[Python-ideas] Adding 'bytes' as alias for 'latin_1' codec.
Carl M. Johnson
cmjohnson.mailinglist at gmail.com
Thu May 26 12:59:58 CEST 2011
On Wed, May 25, 2011 at 11:15 PM, Stefan Behnel <stefan_ml at behnel.de> wrote:
> Yes, Unicode was specifically designed to support that. The first 128 code
> points are identical with the ASCII encoding, the first 256 code points are
> identical with the Latin-1 encoding.
>
> See also PEP 393, which exploits this feature.
>
> http://www.python.org/dev/peps/pep-0393/
>
> That being said, I don't see the point of aliasing "latin-1" to "bytes" in
> the codecs. That sounds confusing to me.

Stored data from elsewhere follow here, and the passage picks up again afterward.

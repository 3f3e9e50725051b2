//! Input validation applied before any store access.
//!
//! Two rules hold for every string argument: no U+0000 (it is the composite
//! key separator) and at most `max_len` bytes. Identity-bearing fields must
//! also be non-empty.

use crate::error::CustodyError;
use crate::store::KEY_SEPARATOR;

/// Check a field that must be present.
///
/// # Errors
///
/// Returns [`CustodyError::Validation`] if `value` is empty, contains U+0000,
/// or exceeds `max_len` bytes.
pub fn required(
    op: &'static str,
    field: &'static str,
    value: &str,
    max_len: usize,
) -> Result<(), CustodyError> {
    if value.is_empty() {
        return Err(CustodyError::Validation {
            op,
            field,
            detail: "must not be empty".into(),
        });
    }
    optional(op, field, value, max_len)
}

/// Check a field that may be empty.
///
/// # Errors
///
/// Returns [`CustodyError::Validation`] if `value` contains U+0000 or exceeds
/// `max_len` bytes.
pub fn optional(
    op: &'static str,
    field: &'static str,
    value: &str,
    max_len: usize,
) -> Result<(), CustodyError> {
    if value.contains(KEY_SEPARATOR) {
        return Err(CustodyError::Validation {
            op,
            field,
            detail: "must not contain U+0000".into(),
        });
    }
    if value.len() > max_len {
        return Err(CustodyError::Validation {
            op,
            field,
            detail: format!("length {} exceeds limit {max_len}", value.len()),
        });
    }
    Ok(())
}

"bytes" is probably the wrong name for it, but I think using some name to
signal "I'm not really using this encoding, I just need to be able to pass
these bytes into and out of a string without losing any bits" might be
better than using "latin-1" if we're forced to take up this hack. (My gut
feeling is that it would be better if we could avoid using the "latin-1"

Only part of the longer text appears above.